Confortanti i risultati delle analisi sui vegetali. I vigili del fuoco rimuovono le strutture crollate e vuotano il silos di azoto

TERAMO. Vigili del fuoco sempre al lavoro alla Richetti per la rimozione delle strutture metalliche della copertura del magazzino imballi e prodotto finito, in modo da rimuovere il materiale parzialmente incendiato e procedere al completo spegnimento dello stesso. Per tale operazione continua ad essere impiegato un mezzo speciale, con cesoia idraulica del comando dell'Aquila, che sta per completare il lavoro di rimozione delle strutture metalliche crollate dopo l'incendio del 26 giugno. Parallelamente viene rimosso tutto il materiale parzialmente combusto che viene spostato con delle pale meccaniche in una vicina area all'aperto, opportunamente impermeabilizzata. E’ stato svuotato un serbatoio contenente azoto liquido, trasferito in un'autocisterna.

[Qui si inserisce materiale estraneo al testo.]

//! Background removal of expired session directories.

use std::sync::Arc;
use std::time::Duration;

use reimagine_core::Staging;
use tokio::task::JoinHandle;
use tracing::{debug, info, warn};

const MAX_SWEEP_INTERVAL: Duration = Duration::from_secs(60);

/// Sweep `staging` every minute, or once per `retention` when that is
/// shorter, removing session directories older than `retention`.
pub fn spawn_sweeper(staging: Arc<Staging>, retention: Duration) -> JoinHandle<()> {
    let period = retention.min(MAX_SWEEP_INTERVAL);
    info!(retention_secs = retention.as_secs(), "session retention enabled");

    tokio::spawn(async move {
        let mut ticker = tokio::time::interval(period);
        ticker.set_missed_tick_behavior(tokio::time::MissedTickBehavior::Delay);
        loop {
            ticker.tick().await;
            match staging.sweep(retention).await {
                Ok(0) => {}
                Ok(removed) => debug!(removed, "expired sessions removed"),
                Err(e) => warn!(root = %staging.root().display(), error = %e, "retention sweep failed"),
            }
        }
    })
}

Intanto sono stati restituiti i risultati delle analisi sugli ortaggi nel “cono” fra Teramo, Castellalto e Bellante: hanno dato confortanti risultati negativi. Ma in contemporanea il consigliere comunale del Pd Flavio Bartolini si fa portavoce del malessere dei lavoratori delle fabbriche vicine, che avrebbero respirato i fumi e che ancora sentono un odore nauseabondo, per cui critica il sindaco che non ha chiuso le aziende con un’apposita ordinanza. Maurizio Brucchi replica che è stato fatto un tavolo tecnico che ha valutato che non era necessario e non c’era pericolo.